Oh, and don't talk about infants or whatever. The government's car safety publications talk about the special things you need to do to keep infant car occupants safe, so we know they need special handling. As an adult human of average weight and height, why should I not use a seat belt in a car? Please un-brainwash me.
(Score: 0) by Anonymous Coward on Wednesday April 12 2017, @07:09AM
Even those baby things are of no statistical benefit to wearing a seat belt and sitting in the back seat from about the age of 2 years. Most of the benefits to infants is just not sitting in the front seat, or jumping around lose in the car. All the other fancy shit is barely better than just a seat belt in the back seat. Which obviously is life saving.
(Score: 1, Funny) by Anonymous Coward on Wednesday April 12 2017, @03:15AM (1 child)
If you run Linux it'll cost you $12.99/year. If you run Windows it'll cost you $1200.00/month.
(Score: 1) by anubi on Wednesday April 12 2017, @06:58AM
It will be much cheaper for them to simply insist on a "hold harmless" clause in their contract.
The only concrete thing in the business contract should be legal language insuring they get paid in full with a valid financial instrument.
"Prove all things; hold fast that which is good." [KJV: I Thessalonians 5:21]

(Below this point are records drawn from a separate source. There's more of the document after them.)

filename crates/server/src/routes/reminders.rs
use axum::{
    Router,
    extract::{Path, State},
    response::Json as ResponseJson,
    routing::patch,
};
use db::models::reminder::{Reminder, ReminderStatus};
use serde::{Deserialize, Serialize};
use services::services::reminder_status::ReminderStatusService;
use ts_rs::TS;
use utils::response::ApiResponse;
use uuid::Uuid;

use crate::{AppState, error::ApiError};

#[derive(Debug, Clone, Serialize, Deserialize, TS)]
pub struct UpdateReminderStatus {
    pub status: ReminderStatus,
}

/// PATCH /api/reminders/{reminder_id}/status
pub async fn update_status(
    State(state): State<AppState>,
    Path(reminder_id): Path<Uuid>,
    axum::Json(payload): axum::Json<UpdateReminderStatus>,
) -> Result<ResponseJson<ApiResponse<Reminder>>, ApiError> {
    let reminder =
        ReminderStatusService::update_status(&state.db().pool, reminder_id, payload.status).await?;
    Ok(ResponseJson(ApiResponse::success(reminder)))
}

pub fn router(_state: &AppState) -> Router<AppState> {
    Router::new().route("/reminders/{reminder_id}/status", patch(update_status))
}
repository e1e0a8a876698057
//! Errors shared by the store-backed reminder services.

use thiserror::Error;
use uuid::Uuid;

use super::reminder_resolver::InvalidInput;

#[derive(Debug, Error)]
pub enum ServiceError {
    #[error("invalid input: {0}")]
    InvalidInput(#[from] InvalidInput),
    #[error("persistence failure during {operation} (row {row_id:?}): {source}")]
    PersistenceFailure {
        operation: &'static str,
        row_id: Option<Uuid>,
        #[source]
        source: sqlx::Error,
    },
}

impl ServiceError {
    /// Adapter for `map_err` that tags a store error with what was being done.
    pub(crate) fn persistence(
        operation: &'static str,
        row_id: Option<Uuid>,
    ) -> impl FnOnce(sqlx::Error) -> Self {
        move |source| ServiceError::PersistenceFailure {
            operation,
            row_id,
            source,
        }
    }
}
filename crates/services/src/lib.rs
pub mod services;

(Score: 2) by linkdude64 on Wednesday April 12 2017, @03:10PM
Once they begin to backtrace, the consequences will never be the same.
(Score: 0) by Anonymous Coward on Wednesday April 12 2017, @04:34PM (1 child)
Insurance co's could require customers follow certain policies to qualify for coverage, and even audit them. However, something tells me companies will either balk at the cost of the requirements, or get sloppy and skip them over time such that they won't qualify for reimbursement when bleep actually happens.
Following the requirements AND paying for insurance will be viewed as too much by the typical PHB. They'll look for ways to cut corners.
(Score: 2) by DannyB on Wednesday April 12 2017, @06:08PM
Look at the PCI compliance requirements to accept credit card information. That is a good starting point. They have TONS of documentation about security practices and isolation. It would cost more, but it would be good if everyone jumped through those hoops to get PCI compliance. Sort of like requiring UL approval. Especially for IoT devices. (Note: remote credit card terminals are in some sense like IoT devices.)
When trying to solve a problem don't ask who suffers from the problem, ask who profits from the problem.